# The data:
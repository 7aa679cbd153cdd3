//! Call id generation and per-session tracking.
//!
//! Ids are `call_` followed by 24 lowercase hex characters. Tracking is keyed
//! by `(session, id)`; duplicates are rejected rather than overwritten, and a
//! per-session cap fails closed instead of evicting old entries.

use once_cell::sync::Lazy;
use regex::Regex;
use std::collections::{HashMap, HashSet};
use std::sync::RwLock;
use std::time::{Duration, Instant};
use thiserror::Error;
use uuid::Uuid;

static ID_PATTERN: Lazy<Regex> = Lazy::new(|| Regex::new(r"^call_[0-9a-f]{24}$").unwrap());

const ID_PREFIX: &str = "call_";
const ID_SUFFIX_LEN: usize = 24;

/// Scope key used when the caller tracks ids without a session.
const GLOBAL_SCOPE: &str = "global";

#[derive(Debug, Clone, PartialEq, Eq, Error)]
pub enum IdError {
    #[error("Id {id:?} is already tracked in session {session:?}")]
    AlreadyTracked { id: String, session: String },

    #[error("Session {session:?} reached the tracked-id limit of {limit}")]
    SessionLimitExceeded { session: String, limit: usize },

    #[error("Id {id:?} does not match the call id format")]
    InvalidId { id: String },

    #[error("Id operation {operation:?} exceeded its {budget_us}us budget")]
    OperationTimeout { operation: &'static str, budget_us: u64 },
}

impl IdError {
    pub fn code(&self) -> &'static str {
        match self {
            IdError::AlreadyTracked { .. } => "ID_ALREADY_TRACKED",
            IdError::SessionLimitExceeded { .. } => "SESSION_ID_LIMIT_EXCEEDED",
            IdError::InvalidId { .. } => "INVALID_ID_FORMAT",
            IdError::OperationTimeout { .. } => "ID_OPERATION_TIMEOUT",
        }
    }
}

/// Generates fixed-format call identifiers.
#[derive(Debug, Clone, Copy, Default)]
pub struct CallIdGenerator;

impl CallIdGenerator {
    pub fn new() -> Self {
        Self
    }

    /// Produce a fresh `call_<24 hex>` identifier.
    pub fn generate(&self) -> String {
        let hex = Uuid::new_v4().simple().to_string();
        format!("{}{}", ID_PREFIX, &hex[..ID_SUFFIX_LEN])
    }

    pub fn is_valid_id(&self, id: &str) -> bool {
        ID_PATTERN.is_match(id)
    }
}

#[derive(Debug, Clone)]
pub struct IdTrackerConfig {
    pub max_ids_per_session: usize,
    /// Advisory per-operation budget. Overruns fail the operation, not the process.
    pub op_budget: Duration,
}

impl Default for IdTrackerConfig {
    fn default() -> Self {
        Self {
            max_ids_per_session: 1000,
            op_budget: Duration::from_millis(1),
        }
    }
}

/// Tracks issued ids per session to detect collisions and support cleanup.
pub struct CallIdTracker {
    config: IdTrackerConfig,
    sessions: RwLock<HashMap<String, HashSet<String>>>,
}

impl CallIdTracker {
    pub fn new(config: IdTrackerConfig) -> Self {
        Self {
            config,
            sessions: RwLock::new(HashMap::new()),
        }
    }

    /// Track an id under a session scope (or the global scope).
    pub fn track(&self, id: &str, session: Option<&str>) -> Result<(), IdError> {
        if !ID_PATTERN.is_match(id) {
            return Err(IdError::InvalidId { id: id.into() });
        }
        let start = Instant::now();
        let scope = session.unwrap_or(GLOBAL_SCOPE).to_string();
        {
            let mut sessions = self.sessions.write().unwrap();
            let ids = sessions.entry(scope.clone()).or_default();
            if ids.contains(id) {
                return Err(IdError::AlreadyTracked {
                    id: id.into(),
                    session: scope,
                });
            }
            if ids.len() >= self.config.max_ids_per_session {
                return Err(IdError::SessionLimitExceeded {
                    session: scope,
                    limit: self.config.max_ids_per_session,
                });
            }
            ids.insert(id.to_string());
        }
        self.guard_budget("track", start)
    }

    pub fn has(&self, id: &str, session: Option<&str>) -> bool {
        let scope = session.unwrap_or(GLOBAL_SCOPE);
        self.sessions
            .read()
            .unwrap()
            .get(scope)
            .map(|ids| ids.contains(id))
            .unwrap_or(false)
    }

    /// All ids tracked under a session, sorted for determinism.
    pub fn ids_for(&self, session: Option<&str>) -> Vec<String> {
        let scope = session.unwrap_or(GLOBAL_SCOPE);
        let mut ids: Vec<String> = self
            .sessions
            .read()
            .unwrap()
            .get(scope)
            .map(|ids| ids.iter().cloned().collect())
            .unwrap_or_default();
        ids.sort();
        ids
    }

    pub fn remove(&self, id: &str, session: Option<&str>) -> bool {
        let scope = session.unwrap_or(GLOBAL_SCOPE);
        self.sessions
            .write()
            .unwrap()
            .get_mut(scope)
            .map(|ids| ids.remove(id))
            .unwrap_or(false)
    }

    /// Drop every id tracked under a session. Returns how many were removed.
    pub fn clear_session(&self, session: Option<&str>) -> usize {
        let scope = session.unwrap_or(GLOBAL_SCOPE);
        self.sessions
            .write()
            .unwrap()
            .remove(scope)
            .map(|ids| ids.len())
            .unwrap_or(0)
    }

    fn guard_budget(&self, operation: &'static str, start: Instant) -> Result<(), IdError> {
        if start.elapsed() > self.config.op_budget {
            return Err(IdError::OperationTimeout {
                operation,
                budget_us: self.config.op_budget.as_micros() as u64,
            });
        }
        Ok(())
    }
}

#[cfg(test)]
mod tests {
    use super::*;

    fn tracker() -> CallIdTracker {
        CallIdTracker::new(IdTrackerConfig::default())
    }

    #[test]
    fn test_generated_ids_are_valid_and_distinct() {
        let generator = CallIdGenerator::new();
        let mut seen = HashSet::new();
        for _ in 0..500 {
            let id = generator.generate();
            assert!(generator.is_valid_id(&id), "bad id: {}", id);
            assert!(seen.insert(id), "duplicate id generated");
        }
    }

    #[test]
    fn test_id_format_rejections() {
        let generator = CallIdGenerator::new();
        assert!(!generator.is_valid_id("call_short"));
        assert!(!generator.is_valid_id("tool_0123456789abcdef01234567"));
        assert!(!generator.is_valid_id("call_0123456789ABCDEF01234567"));
    }

    #[test]
    fn test_duplicate_tracking_rejected() {
        let t = tracker();
        let id = CallIdGenerator::new().generate();
        t.track(&id, Some("s1")).unwrap();
        let err = t.track(&id, Some("s1")).unwrap_err();
        assert_eq!(err.code(), "ID_ALREADY_TRACKED");
        // Same id under a different session is a different scope.
        t.track(&id, Some("s2")).unwrap();
    }

    #[test]
    fn test_session_cap_fails_closed() {
        let t = CallIdTracker::new(IdTrackerConfig {
            max_ids_per_session: 2,
            ..IdTrackerConfig::default()
        });
        let generator = CallIdGenerator::new();
        t.track(&generator.generate(), Some("s")).unwrap();
        t.track(&generator.generate(), Some("s")).unwrap();
        let err = t.track(&generator.generate(), Some("s")).unwrap_err();
        assert_eq!(err.code(), "SESSION_ID_LIMIT_EXCEEDED");
        assert_eq!(t.ids_for(Some("s")).len(), 2);
    }

    #[test]
    fn test_remove_and_clear() {
        let t = tracker();
        let generator = CallIdGenerator::new();
        let a = generator.generate();
        let b = generator.generate();
        t.track(&a, Some("s")).unwrap();
        t.track(&b, Some("s")).unwrap();
        assert!(t.remove(&a, Some("s")));
        assert!(!t.has(&a, Some("s")));
        assert_eq!(t.clear_session(Some("s")), 1);
        assert!(t.ids_for(Some("s")).is_empty());
    }

    #[test]
    fn test_invalid_id_not_tracked() {
        let t = tracker();
        let err = t.track("not-a-call-id", None).unwrap_err();
        assert_eq!(err.code(), "INVALID_ID_FORMAT");
    }
}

# Exercise requirements:
Output the records in full, keeping them exactly as they are.

# Result of this exercise:
repository 7aa679cbd153cdd3
//! Call id generation and per-session tracking.
//!
//! Ids are `call_` followed by 24 lowercase hex characters. Tracking is keyed
//! by `(session, id)`; duplicates are rejected rather than overwritten, and a
//! per-session cap fails closed instead of evicting old entries.

use once_cell::sync::Lazy;
use regex::Regex;
use std::collections::{HashMap, HashSet};
use std::sync::RwLock;
use std::time::{Duration, Instant};
use thiserror::Error;
use uuid::Uuid;

static ID_PATTERN: Lazy<Regex> = Lazy::new(|| Regex::new(r"^call_[0-9a-f]{24}$").unwrap());

const ID_PREFIX: &str = "call_";
const ID_SUFFIX_LEN: usize = 24;

/// Scope key used when the caller tracks ids without a session.
const GLOBAL_SCOPE: &str = "global";

#[derive(Debug, Clone, PartialEq, Eq, Error)]
pub enum IdError {
    #[error("Id {id:?} is already tracked in session {session:?}")]
    AlreadyTracked { id: String, session: String },

    #[error("Session {session:?} reached the tracked-id limit of {limit}")]
    SessionLimitExceeded { session: String, limit: usize },

    #[error("Id {id:?} does not match the call id format")]
    InvalidId { id: String },

    #[error("Id operation {operation:?} exceeded its {budget_us}us budget")]
    OperationTimeout { operation: &'static str, budget_us: u64 },
}

impl IdError {
    pub fn code(&self) -> &'static str {
        match self {
            IdError::AlreadyTracked { .. } => "ID_ALREADY_TRACKED",
            IdError::SessionLimitExceeded { .. } => "SESSION_ID_LIMIT_EXCEEDED",
            IdError::InvalidId { .. } => "INVALID_ID_FORMAT",
            IdError::OperationTimeout { .. } => "ID_OPERATION_TIMEOUT",
        }
    }
}

/// Generates fixed-format call identifiers.
#[derive(Debug, Clone, Copy, Default)]
pub struct CallIdGenerator;

impl CallIdGenerator {
    pub fn new() -> Self {
        Self
    }

    /// Produce a fresh `call_<24 hex>` identifier.
    pub fn generate(&self) -> String {
        let hex = Uuid::new_v4().simple().to_string();
        format!("{}{}", ID_PREFIX, &hex[..ID_SUFFIX_LEN])
    }

    pub fn is_valid_id(&self, id: &str) -> bool {
        ID_PATTERN.is_match(id)
    }
}

#[derive(Debug, Clone)]
pub struct IdTrackerConfig {
    pub max_ids_per_session: usize,
    /// Advisory per-operation budget. Overruns fail the operation, not the process.
    pub op_budget: Duration,
}

impl Default for IdTrackerConfig {
    fn default() -> Self {
        Self {
            max_ids_per_session: 1000,
            op_budget: Duration::from_millis(1),
        }
    }
}

/// Tracks issued ids per session to detect collisions and support cleanup.
pub struct CallIdTracker {
    config: IdTrackerConfig,
    sessions: RwLock<HashMap<String, HashSet<String>>>,
}

impl CallIdTracker {
    pub fn new(config: IdTrackerConfig) -> Self {
        Self {
            config,
            sessions: RwLock::new(HashMap::new()),
        }
    }

    /// Track an id under a session scope (or the global scope).
    pub fn track(&self, id: &str, session: Option<&str>) -> Result<(), IdError> {
        if !ID_PATTERN.is_match(id) {
            return Err(IdError::InvalidId { id: id.into() });
        }
        let start = Instant::now();
        let scope = session.unwrap_or(GLOBAL_SCOPE).to_string();
        {
            let mut sessions = self.sessions.write().unwrap();
            let ids = sessions.entry(scope.clone()).or_default();
            if ids.contains(id) {
                return Err(IdError::AlreadyTracked {
                    id: id.into(),
                    session: scope,
                });
            }
            if ids.len() >= self.config.max_ids_per_session {
                return Err(IdError::SessionLimitExceeded {
                    session: scope,
                    limit: self.config.max_ids_per_session,
                });
            }
            ids.insert(id.to_string());
        }
        self.guard_budget("track", start)
    }

    pub fn has(&self, id: &str, session: Option<&str>) -> bool {
        let scope = session.unwrap_or(GLOBAL_SCOPE);
        self.sessions
            .read()
            .unwrap()
            .get(scope)
            .map(|ids| ids.contains(id))
            .unwrap_or(false)
    }

    /// All ids tracked under a session, sorted for determinism.
    pub fn ids_for(&self, session: Option<&str>) -> Vec<String> {
        let scope = session.unwrap_or(GLOBAL_SCOPE);
        let mut ids: Vec<String> = self
            .sessions
            .read()
            .unwrap()
            .get(scope)
            .map(|ids| ids.iter().cloned().collect())
            .unwrap_or_default();
        ids.sort();
        ids
    }

    pub fn remove(&self, id: &str, session: Option<&str>) -> bool {
        let scope = session.unwrap_or(GLOBAL_SCOPE);
        self.sessions
            .write()
            .unwrap()
            .get_mut(scope)
            .map(|ids| ids.remove(id))
            .unwrap_or(false)
    }

    /// Drop every id tracked under a session. Returns how many were removed.
    pub fn clear_session(&self, session: Option<&str>) -> usize {
        let scope = session.unwrap_or(GLOBAL_SCOPE);
        self.sessions
            .write()
            .unwrap()
            .remove(scope)
            .map(|ids| ids.len())
            .unwrap_or(0)
    }

    fn guard_budget(&self, operation: &'static str, start: Instant) -> Result<(), IdError> {
        if start.elapsed() > self.config.op_budget {
            return Err(IdError::OperationTimeout {
                operation,
                budget_us: self.config.op_budget.as_micros() as u64,
            });
        }
        Ok(())
    }
}

#[cfg(test)]
mod tests {
    use super::*;

    fn tracker() -> CallIdTracker {
        CallIdTracker::new(IdTrackerConfig::default())
    }

    #[test]
    fn test_generated_ids_are_valid_and_distinct() {
        let generator = CallIdGenerator::new();
        let mut seen = HashSet::new();
        for _ in 0..500 {
            let id = generator.generate();
            assert!(generator.is_valid_id(&id), "bad id: {}", id);
            assert!(seen.insert(id), "duplicate id generated");
        }
    }

    #[test]
    fn test_id_format_rejections() {
        let generator = CallIdGenerator::new();
        assert!(!generator.is_valid_id("call_short"));
        assert!(!generator.is_valid_id("tool_0123456789abcdef01234567"));
        assert!(!generator.is_valid_id("call_0123456789ABCDEF01234567"));
    }

    #[test]
    fn test_duplicate_tracking_rejected() {
        let t = tracker();
        let id = CallIdGenerator::new().generate();
        t.track(&id, Some("s1")).unwrap();
        let err = t.track(&id, Some("s1")).unwrap_err();
        assert_eq!(err.code(), "ID_ALREADY_TRACKED");
        // Same id under a different session is a different scope.
        t.track(&id, Some("s2")).unwrap();
    }

    #[test]
    fn test_session_cap_fails_closed() {
        let t = CallIdTracker::new(IdTrackerConfig {
            max_ids_per_session: 2,
            ..IdTrackerConfig::default()
        });
        let generator = CallIdGenerator::new();
        t.track(&generator.generate(), Some("s")).unwrap();
        t.track(&generator.generate(), Some("s")).unwrap();
        let err = t.track(&generator.generate(), Some("s")).unwrap_err();
        assert_eq!(err.code(), "SESSION_ID_LIMIT_EXCEEDED");
        assert_eq!(t.ids_for(Some("s")).len(), 2);
    }

    #[test]
    fn test_remove_and_clear() {
        let t = tracker();
        let generator = CallIdGenerator::new();
        let a = generator.generate();
        let b = generator.generate();
        t.track(&a, Some("s")).unwrap();
        t.track(&b, Some("s")).unwrap();
        assert!(t.remove(&a, Some("s")));
        assert!(!t.has(&a, Some("s")));
        assert_eq!(t.clear_session(Some("s")), 1);
        assert!(t.ids_for(Some("s")).is_empty());
    }

    #[test]
    fn test_invalid_id_not_tracked() {
        let t = tracker();
        let err = t.track("not-a-call-id", None).unwrap_err();
        assert_eq!(err.code(), "INVALID_ID_FORMAT");
    }
}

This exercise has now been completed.